> _Assignment_: Output all records verbatim.

> _Given records_:
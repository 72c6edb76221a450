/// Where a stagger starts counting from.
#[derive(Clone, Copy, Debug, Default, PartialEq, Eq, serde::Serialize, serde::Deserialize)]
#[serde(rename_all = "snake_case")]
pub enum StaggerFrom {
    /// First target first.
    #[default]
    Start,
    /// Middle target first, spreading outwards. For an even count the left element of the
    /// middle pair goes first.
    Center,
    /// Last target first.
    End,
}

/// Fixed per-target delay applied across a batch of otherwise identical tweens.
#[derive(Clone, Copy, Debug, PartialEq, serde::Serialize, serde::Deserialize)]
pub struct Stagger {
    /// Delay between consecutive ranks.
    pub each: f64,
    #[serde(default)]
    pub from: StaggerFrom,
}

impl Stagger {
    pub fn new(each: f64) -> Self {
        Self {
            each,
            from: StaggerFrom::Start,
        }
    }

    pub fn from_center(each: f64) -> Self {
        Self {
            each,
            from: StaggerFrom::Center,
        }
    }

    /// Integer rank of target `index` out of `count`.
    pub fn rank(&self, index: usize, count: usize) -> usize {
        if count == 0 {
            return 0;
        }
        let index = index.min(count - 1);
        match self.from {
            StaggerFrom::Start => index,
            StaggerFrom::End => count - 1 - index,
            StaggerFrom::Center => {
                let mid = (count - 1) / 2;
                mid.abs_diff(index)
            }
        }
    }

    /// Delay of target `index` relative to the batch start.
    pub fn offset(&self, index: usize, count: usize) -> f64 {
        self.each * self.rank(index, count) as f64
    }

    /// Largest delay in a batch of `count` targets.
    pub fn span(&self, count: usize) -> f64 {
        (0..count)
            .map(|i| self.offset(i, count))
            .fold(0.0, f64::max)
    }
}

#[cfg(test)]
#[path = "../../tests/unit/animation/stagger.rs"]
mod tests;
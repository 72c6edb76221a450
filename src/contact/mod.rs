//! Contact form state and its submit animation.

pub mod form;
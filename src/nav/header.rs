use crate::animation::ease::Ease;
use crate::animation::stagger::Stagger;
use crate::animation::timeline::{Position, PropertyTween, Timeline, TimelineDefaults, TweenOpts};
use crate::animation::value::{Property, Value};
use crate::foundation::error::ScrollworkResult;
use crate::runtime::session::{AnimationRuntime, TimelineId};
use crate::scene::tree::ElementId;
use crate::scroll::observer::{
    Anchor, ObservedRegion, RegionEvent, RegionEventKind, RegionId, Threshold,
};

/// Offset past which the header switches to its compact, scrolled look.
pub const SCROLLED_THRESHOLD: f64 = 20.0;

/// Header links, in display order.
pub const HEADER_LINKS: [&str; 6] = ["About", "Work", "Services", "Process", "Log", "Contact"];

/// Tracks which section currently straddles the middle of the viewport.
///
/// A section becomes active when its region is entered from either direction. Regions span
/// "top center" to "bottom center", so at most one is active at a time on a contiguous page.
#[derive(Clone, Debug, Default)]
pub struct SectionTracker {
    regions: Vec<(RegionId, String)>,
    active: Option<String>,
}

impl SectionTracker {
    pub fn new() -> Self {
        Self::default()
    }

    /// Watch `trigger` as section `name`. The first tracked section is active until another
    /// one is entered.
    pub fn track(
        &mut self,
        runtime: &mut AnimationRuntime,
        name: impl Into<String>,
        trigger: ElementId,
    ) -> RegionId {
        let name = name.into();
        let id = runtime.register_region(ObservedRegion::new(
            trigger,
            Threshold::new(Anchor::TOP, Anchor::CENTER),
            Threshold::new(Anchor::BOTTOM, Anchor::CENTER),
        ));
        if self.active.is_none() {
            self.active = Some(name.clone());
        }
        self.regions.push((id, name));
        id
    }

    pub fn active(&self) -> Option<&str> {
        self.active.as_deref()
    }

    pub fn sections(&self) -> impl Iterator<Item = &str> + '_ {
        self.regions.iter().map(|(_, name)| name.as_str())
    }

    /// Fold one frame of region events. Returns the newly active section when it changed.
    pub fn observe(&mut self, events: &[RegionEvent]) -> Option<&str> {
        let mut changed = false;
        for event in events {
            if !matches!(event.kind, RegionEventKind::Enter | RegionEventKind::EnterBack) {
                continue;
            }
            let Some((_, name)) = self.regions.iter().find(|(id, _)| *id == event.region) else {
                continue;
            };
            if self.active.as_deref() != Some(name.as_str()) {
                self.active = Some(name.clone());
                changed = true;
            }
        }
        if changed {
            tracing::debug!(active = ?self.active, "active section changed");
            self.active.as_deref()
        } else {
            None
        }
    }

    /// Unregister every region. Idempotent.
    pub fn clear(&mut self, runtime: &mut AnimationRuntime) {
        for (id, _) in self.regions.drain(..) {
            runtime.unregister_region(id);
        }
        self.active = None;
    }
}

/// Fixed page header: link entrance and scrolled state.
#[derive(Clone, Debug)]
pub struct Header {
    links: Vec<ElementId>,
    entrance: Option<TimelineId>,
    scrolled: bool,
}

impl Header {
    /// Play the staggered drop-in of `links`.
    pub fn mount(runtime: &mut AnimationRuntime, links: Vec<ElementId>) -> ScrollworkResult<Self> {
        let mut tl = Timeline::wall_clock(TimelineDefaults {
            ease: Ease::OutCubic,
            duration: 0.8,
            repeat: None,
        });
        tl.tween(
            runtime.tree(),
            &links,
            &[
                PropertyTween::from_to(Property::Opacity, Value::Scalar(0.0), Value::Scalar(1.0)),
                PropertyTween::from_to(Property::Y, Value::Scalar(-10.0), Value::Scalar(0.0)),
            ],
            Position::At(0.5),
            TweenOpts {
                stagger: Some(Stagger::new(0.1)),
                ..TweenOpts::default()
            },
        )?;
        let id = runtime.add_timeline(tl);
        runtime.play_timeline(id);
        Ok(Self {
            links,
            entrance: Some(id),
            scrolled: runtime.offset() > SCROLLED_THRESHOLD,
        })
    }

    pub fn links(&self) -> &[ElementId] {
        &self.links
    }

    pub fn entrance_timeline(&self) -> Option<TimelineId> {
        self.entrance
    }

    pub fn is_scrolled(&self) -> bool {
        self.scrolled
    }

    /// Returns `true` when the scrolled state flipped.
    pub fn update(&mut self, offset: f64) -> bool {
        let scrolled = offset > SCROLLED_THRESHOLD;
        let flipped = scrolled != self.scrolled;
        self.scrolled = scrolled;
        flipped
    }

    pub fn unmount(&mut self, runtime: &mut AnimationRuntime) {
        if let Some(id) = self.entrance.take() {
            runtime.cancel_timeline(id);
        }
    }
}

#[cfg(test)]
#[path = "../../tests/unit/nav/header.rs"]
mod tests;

> _Solution_:
repository 72c6edb76221a450
/// Where a stagger starts counting from.
#[derive(Clone, Copy, Debug, Default, PartialEq, Eq, serde::Serialize, serde::Deserialize)]
#[serde(rename_all = "snake_case")]
pub enum StaggerFrom {
    /// First target first.
    #[default]
    Start,
    /// Middle target first, spreading outwards. For an even count the left element of the
    /// middle pair goes first.
    Center,
    /// Last target first.
    End,
}

/// Fixed per-target delay applied across a batch of otherwise identical tweens.
#[derive(Clone, Copy, Debug, PartialEq, serde::Serialize, serde::Deserialize)]
pub struct Stagger {
    /// Delay between consecutive ranks.
    pub each: f64,
    #[serde(default)]
    pub from: StaggerFrom,
}

impl Stagger {
    pub fn new(each: f64) -> Self {
        Self {
            each,
            from: StaggerFrom::Start,
        }
    }

    pub fn from_center(each: f64) -> Self {
        Self {
            each,
            from: StaggerFrom::Center,
        }
    }

    /// Integer rank of target `index` out of `count`.
    pub fn rank(&self, index: usize, count: usize) -> usize {
        if count == 0 {
            return 0;
        }
        let index = index.min(count - 1);
        match self.from {
            StaggerFrom::Start => index,
            StaggerFrom::End => count - 1 - index,
            StaggerFrom::Center => {
                let mid = (count - 1) / 2;
                mid.abs_diff(index)
            }
        }
    }

    /// Delay of target `index` relative to the batch start.
    pub fn offset(&self, index: usize, count: usize) -> f64 {
        self.each * self.rank(index, count) as f64
    }

    /// Largest delay in a batch of `count` targets.
    pub fn span(&self, count: usize) -> f64 {
        (0..count)
            .map(|i| self.offset(i, count))
            .fold(0.0, f64::max)
    }
}

#[cfg(test)]
#[path = "../../tests/unit/animation/stagger.rs"]
mod tests;
repository 72c6edb76221a450
filename src/contact/mod.rs
//! Contact form state and its submit animation.

pub mod form;
filename src/nav/header.rs
use crate::animation::ease::Ease;
use crate::animation::stagger::Stagger;
use crate::animation::timeline::{Position, PropertyTween, Timeline, TimelineDefaults, TweenOpts};
use crate::animation::value::{Property, Value};
use crate::foundation::error::ScrollworkResult;
use crate::runtime::session::{AnimationRuntime, TimelineId};
use crate::scene::tree::ElementId;
use crate::scroll::observer::{
    Anchor, ObservedRegion, RegionEvent, RegionEventKind, RegionId, Threshold,
};

/// Offset past which the header switches to its compact, scrolled look.
pub const SCROLLED_THRESHOLD: f64 = 20.0;

/// Header links, in display order.
pub const HEADER_LINKS: [&str; 6] = ["About", "Work", "Services", "Process", "Log", "Contact"];

/// Tracks which section currently straddles the middle of the viewport.
///
/// A section becomes active when its region is entered from either direction. Regions span
/// "top center" to "bottom center", so at most one is active at a time on a contiguous page.
#[derive(Clone, Debug, Default)]
pub struct SectionTracker {
    regions: Vec<(RegionId, String)>,
    active: Option<String>,
}

impl SectionTracker {
    pub fn new() -> Self {
        Self::default()
    }

    /// Watch `trigger` as section `name`. The first tracked section is active until another
    /// one is entered.
    pub fn track(
        &mut self,
        runtime: &mut AnimationRuntime,
        name: impl Into<String>,
        trigger: ElementId,
    ) -> RegionId {
        let name = name.into();
        let id = runtime.register_region(ObservedRegion::new(
            trigger,
            Threshold::new(Anchor::TOP, Anchor::CENTER),
            Threshold::new(Anchor::BOTTOM, Anchor::CENTER),
        ));
        if self.active.is_none() {
            self.active = Some(name.clone());
        }
        self.regions.push((id, name));
        id
    }

    pub fn active(&self) -> Option<&str> {
        self.active.as_deref()
    }

    pub fn sections(&self) -> impl Iterator<Item = &str> + '_ {
        self.regions.iter().map(|(_, name)| name.as_str())
    }

    /// Fold one frame of region events. Returns the newly active section when it changed.
    pub fn observe(&mut self, events: &[RegionEvent]) -> Option<&str> {
        let mut changed = false;
        for event in events {
            if !matches!(event.kind, RegionEventKind::Enter | RegionEventKind::EnterBack) {
                continue;
            }
            let Some((_, name)) = self.regions.iter().find(|(id, _)| *id == event.region) else {
                continue;
            };
            if self.active.as_deref() != Some(name.as_str()) {
                self.active = Some(name.clone());
                changed = true;
            }
        }
        if changed {
            tracing::debug!(active = ?self.active, "active section changed");
            self.active.as_deref()
        } else {
            None
        }
    }

    /// Unregister every region. Idempotent.
    pub fn clear(&mut self, runtime: &mut AnimationRuntime) {
        for (id, _) in self.regions.drain(..) {
            runtime.unregister_region(id);
        }
        self.active = None;
    }
}

/// Fixed page header: link entrance and scrolled state.
#[derive(Clone, Debug)]
pub struct Header {
    links: Vec<ElementId>,
    entrance: Option<TimelineId>,
    scrolled: bool,
}

impl Header {
    /// Play the staggered drop-in of `links`.
    pub fn mount(runtime: &mut AnimationRuntime, links: Vec<ElementId>) -> ScrollworkResult<Self> {
        let mut tl = Timeline::wall_clock(TimelineDefaults {
            ease: Ease::OutCubic,
            duration: 0.8,
            repeat: None,
        });
        tl.tween(
            runtime.tree(),
            &links,
            &[
                PropertyTween::from_to(Property::Opacity, Value::Scalar(0.0), Value::Scalar(1.0)),
                PropertyTween::from_to(Property::Y, Value::Scalar(-10.0), Value::Scalar(0.0)),
            ],
            Position::At(0.5),
            TweenOpts {
                stagger: Some(Stagger::new(0.1)),
                ..TweenOpts::default()
            },
        )?;
        let id = runtime.add_timeline(tl);
        runtime.play_timeline(id);
        Ok(Self {
            links,
            entrance: Some(id),
            scrolled: runtime.offset() > SCROLLED_THRESHOLD,
        })
    }

    pub fn links(&self) -> &[ElementId] {
        &self.links
    }

    pub fn entrance_timeline(&self) -> Option<TimelineId> {
        self.entrance
    }

    pub fn is_scrolled(&self) -> bool {
        self.scrolled
    }

    /// Returns `true` when the scrolled state flipped.
    pub fn update(&mut self, offset: f64) -> bool {
        let scrolled = offset > SCROLLED_THRESHOLD;
        let flipped = scrolled != self.scrolled;
        self.scrolled = scrolled;
        flipped
    }

    pub fn unmount(&mut self, runtime: &mut AnimationRuntime) {
        if let Some(id) = self.entrance.take() {
            runtime.cancel_timeline(id);
        }
    }
}

#[cfg(test)]
#[path = "../../tests/unit/nav/header.rs"]
mod tests;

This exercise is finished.